The phrase Jesus used, practicing your righteousness, had to do with bringing forth fruit (G4160) and is related to a statement Paul made in his letter to the Ephesians about God’s effort to transform the lives of believers. Paul talked about the immeasurable riches of God’s grace and his kindness toward us in bringing us to Christ (Ephesians 2:5-7) and then he said, “For by grace you have been saved through faith. And this is not your own doing; it is the gift of God, not a result of works, so that no one may boast. For we are his workmanship, created in Christ Jesus for good works, which God prepared beforehand, that we should walk in them” (Ephesians 2:8-10).

The Greek word poiema (poy’-ay-mah), which is translated workmanship in Ephesians 2:10, refers to a thing that is made, a product (G4161). One of the reasons God saves people is so that he can use them to bless others. We can’t take credit for the good things we do because they are actually a result of God working in and through us to accomplish certain tasks that he had already planned ahead of time to do regardless of our involvement. Jesus’ ministry is filled with examples of the kinds of things that God wants to do and how our submission to his will can make a difference in the world. Jesus indicated that our giving should be done in secret so that our Father “who sees in secret will reward you” (Matthew 6:4). What Jesus meant by that was that our spiritual growth is a private matter, but God is aware of everything that goes on in the spiritual realm and is keeping track of our spiritual progress. The New King James Version of Matthew 6:4 states “your Father who sees in secret will Himself reward you openly.” One way of interpreting this statement would be that God will make himself apparent in our lives or that the reward we get will be visible to others. With regard to a harvest of righteousness, this might mean that we will receive a greater portion of the Holy Spirit which would be evident to others through the manifestation of the fruits of the Spirit: love, joy, peace, patience, kindness, goodness, faithfulness, gentleness, and self-control (Galatians 5:22-23). The important thing to remember is that we are a spiritual work in progress and God is behind every act of grace that we are prompted to do.

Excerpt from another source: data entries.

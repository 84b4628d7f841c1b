//! Baseline Statistics Engine
//!
//! Pure aggregation over monthly historical totals. The metrics computed here
//! serve double duty: they anchor the prompt sent to the completion provider
//! and they are the fallback estimate when the provider is unavailable.

use serde::{Deserialize, Serialize};

use crate::models::MonthlyStatistic;

/// Statistical reference values derived from monthly history.
///
/// Recomputed per request; never persisted.
#[derive(Debug, Clone, Serialize, Deserialize)]
pub struct BaselineMetrics {
    /// Mean of all monthly totals (0 when history is empty)
    pub simple_average: f64,
    /// Mean of the last 3 monthly totals; None with fewer than 3 months
    pub moving_average: Option<f64>,
    /// Total of the same month one year earlier, when present
    pub seasonal_reference: Option<f64>,
    /// Sum of the last 12 monthly totals (or all of them if fewer)
    pub last_12_months_total: f64,
}

impl BaselineMetrics {
    /// Compute baseline metrics for a target `(year, month)` from
    /// chronologically ordered monthly statistics.
    pub fn compute(stats: &[MonthlyStatistic], year: i32, month: u32) -> Self {
        let simple_average = if stats.is_empty() {
            0.0
        } else {
            stats.iter().map(|s| s.total).sum::<f64>() / stats.len() as f64
        };

        let moving_average = if stats.len() >= 3 {
            let tail = &stats[stats.len() - 3..];
            Some(tail.iter().map(|s| s.total).sum::<f64>() / 3.0)
        } else {
            None
        };

        let seasonal_reference = stats
            .iter()
            .find(|s| s.year == year - 1 && s.month == month)
            .map(|s| s.total);

        let last_12 = &stats[stats.len().saturating_sub(12)..];
        let last_12_months_total = last_12.iter().map(|s| s.total).sum();

        Self {
            simple_average,
            moving_average,
            seasonal_reference,
            last_12_months_total,
        }
    }

    /// Best available single-number estimate when the provider cannot be
    /// consulted: simple average, then last year's same month, then the
    /// moving average, then 0.
    pub fn fallback_total(&self) -> f64 {
        if self.simple_average > 0.0 {
            self.simple_average
        } else if let Some(seasonal) = self.seasonal_reference.filter(|v| *v > 0.0) {
            seasonal
        } else if let Some(moving) = self.moving_average.filter(|v| *v > 0.0) {
            moving
        } else {
            0.0
        }
    }
}

/// One month flagged as deviating from the series mean
#[derive(Debug, Clone, Serialize, Deserialize)]
pub struct AnomalyMonth {
    pub year: i32,
    pub month: u32,
    pub total: f64,
    /// Deviation from the series mean, in percent (signed)
    pub deviation_percent: f64,
}

/// Months whose totals deviate from the mean by more than
/// `sigma` standard deviations.
#[derive(Debug, Clone, Serialize, Deserialize)]
pub struct AnomalySummary {
    /// Flagged months, in chronological source order
    pub items: Vec<AnomalyMonth>,
    pub mean: f64,
    pub std: f64,
    pub threshold: f64,
}

impl AnomalySummary {
    /// Detect anomalous months in a monthly series.
    ///
    /// Returns an empty set when the series is too short to carry signal
    /// (fewer than 6 months) or near-constant (population stddev below 1,
    /// where flagging would only amplify rounding noise).
    pub fn detect(stats: &[MonthlyStatistic], sigma: f64) -> Self {
        if stats.len() < 6 {
            return Self::empty();
        }

        let n = stats.len() as f64;
        let mean = stats.iter().map(|s| s.total).sum::<f64>() / n;
        let variance = stats.iter().map(|s| (s.total - mean).powi(2)).sum::<f64>() / n;
        let std = variance.sqrt();

        if std < 1.0 {
            return Self::empty();
        }

        let threshold = std * sigma;
        let items = stats
            .iter()
            .filter(|s| (s.total - mean).abs() >= threshold)
            .map(|s| AnomalyMonth {
                year: s.year,
                month: s.month,
                total: s.total,
                deviation_percent: if mean != 0.0 {
                    (s.total - mean) / mean * 100.0
                } else {
                    0.0
                },
            })
            .collect();

        Self {
            items,
            mean,
            std,
            threshold,
        }
    }

    pub fn empty() -> Self {
        Self {
            items: Vec::new(),
            mean: 0.0,
            std: 0.0,
            threshold: 0.0,
        }
    }

    pub fn is_empty(&self) -> bool {
        self.items.is_empty()
    }
}

#[cfg(test)]
mod tests {
    use super::*;

    fn month(year: i32, month: u32, total: f64) -> MonthlyStatistic {
        MonthlyStatistic {
            year,
            month,
            count: 10,
            total,
            average: total / 10.0,
        }
    }

    #[test]
    fn test_simple_average_empty() {
        let metrics = BaselineMetrics::compute(&[], 2025, 6);
        assert_eq!(metrics.simple_average, 0.0);
        assert!(metrics.moving_average.is_none());
        assert!(metrics.seasonal_reference.is_none());
        assert_eq!(metrics.last_12_months_total, 0.0);
    }

    #[test]
    fn test_simple_average_is_mean_of_totals() {
        let stats = vec![
            month(2025, 1, 100.0),
            month(2025, 2, 200.0),
            month(2025, 3, 300.0),
        ];
        let metrics = BaselineMetrics::compute(&stats, 2025, 4);
        assert!((metrics.simple_average - 200.0).abs() < 1e-9);
    }

    #[test]
    fn test_moving_average_requires_three_months() {
        let short = vec![month(2025, 1, 100.0), month(2025, 2, 200.0)];
        assert!(BaselineMetrics::compute(&short, 2025, 3)
            .moving_average
            .is_none());

        let stats = vec![
            month(2025, 1, 100.0),
            month(2025, 2, 200.0),
            month(2025, 3, 300.0),
            month(2025, 4, 400.0),
        ];
        let metrics = BaselineMetrics::compute(&stats, 2025, 5);
        // Mean of exactly the last 3 entries
        assert!((metrics.moving_average.unwrap() - 300.0).abs() < 1e-9);
    }

    #[test]
    fn test_seasonal_reference_matches_previous_year() {
        let stats = vec![month(2024, 6, 500.0), month(2025, 1, 100.0)];
        let metrics = BaselineMetrics::compute(&stats, 2025, 6);
        assert_eq!(metrics.seasonal_reference, Some(500.0));

        let metrics = BaselineMetrics::compute(&stats, 2025, 7);
        assert!(metrics.seasonal_reference.is_none());
    }

    #[test]
    fn test_last_12_months_total_caps_at_twelve() {
        let stats: Vec<_> = (1..=12)
            .map(|m| month(2024, m, 100.0))
            .chain((1..=6).map(|m| month(2025, m, 100.0)))
            .collect();
        let metrics = BaselineMetrics::compute(&stats, 2025, 7);
        assert!((metrics.last_12_months_total - 1200.0).abs() < 1e-9);
    }

    #[test]
    fn test_fallback_total_order() {
        let metrics = BaselineMetrics {
            simple_average: 0.0,
            moving_average: Some(300.0),
            seasonal_reference: Some(500.0),
            last_12_months_total: 0.0,
        };
        assert_eq!(metrics.fallback_total(), 500.0);

        let metrics = BaselineMetrics {
            simple_average: 0.0,
            moving_average: Some(300.0),
            seasonal_reference: None,
            last_12_months_total: 0.0,
        };
        assert_eq!(metrics.fallback_total(), 300.0);

        let metrics = BaselineMetrics::compute(&[], 2025, 1);
        assert_eq!(metrics.fallback_total(), 0.0);
    }

    #[test]
    fn test_anomaly_detector_needs_six_months() {
        let stats: Vec<_> = (1..=5).map(|m| month(2025, m, m as f64 * 1000.0)).collect();
        assert!(AnomalySummary::detect(&stats, 1.5).is_empty());
    }

    #[test]
    fn test_anomaly_detector_skips_constant_series() {
        let stats: Vec<_> = (1..=12).map(|m| month(2025, m, 1000.0)).collect();
        assert!(AnomalySummary::detect(&stats, 1.5).is_empty());
    }

    #[test]
    fn test_spike_month_is_flagged_with_positive_deviation() {
        // 24 months around 1000 with one month pushed far above 3 sigma
        let mut stats: Vec<_> = (0u32..24)
            .map(|i| {
                month(
                    2023 + (i / 12) as i32,
                    i % 12 + 1,
                    1000.0 + (i % 3) as f64 * 50.0,
                )
            })
            .collect();
        stats[10].total = 5000.0;

        let summary = AnomalySummary::detect(&stats, 1.5);
        assert!(!summary.is_empty());
        let spike = summary
            .items
            .iter()
            .find(|a| (a.total - 5000.0).abs() < 1e-9)
            .expect("spike month must be flagged");
        assert!(spike.deviation_percent > 0.0);
    }
}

Paul encouraged the Corinthians to be generous because it would result in more fruit for the entire body of Christ. Paul stated:

You will be enriched in every way to be generous in every way, which through us will produce thanksgiving to God. For the ministry of this service is not only supplying the needs of the saints but is also overflowing in many thanksgivings to God. By their approval of this service, they will glorify God because of your submission that comes from your confession of the gospel of Christ, and the generosity of your contribution for them and for all others, while they long for you and pray for you, because of the surpassing grace of God upon you. Thanks be to God for his inexpressible gift! (2 Corinthians 9:11-15)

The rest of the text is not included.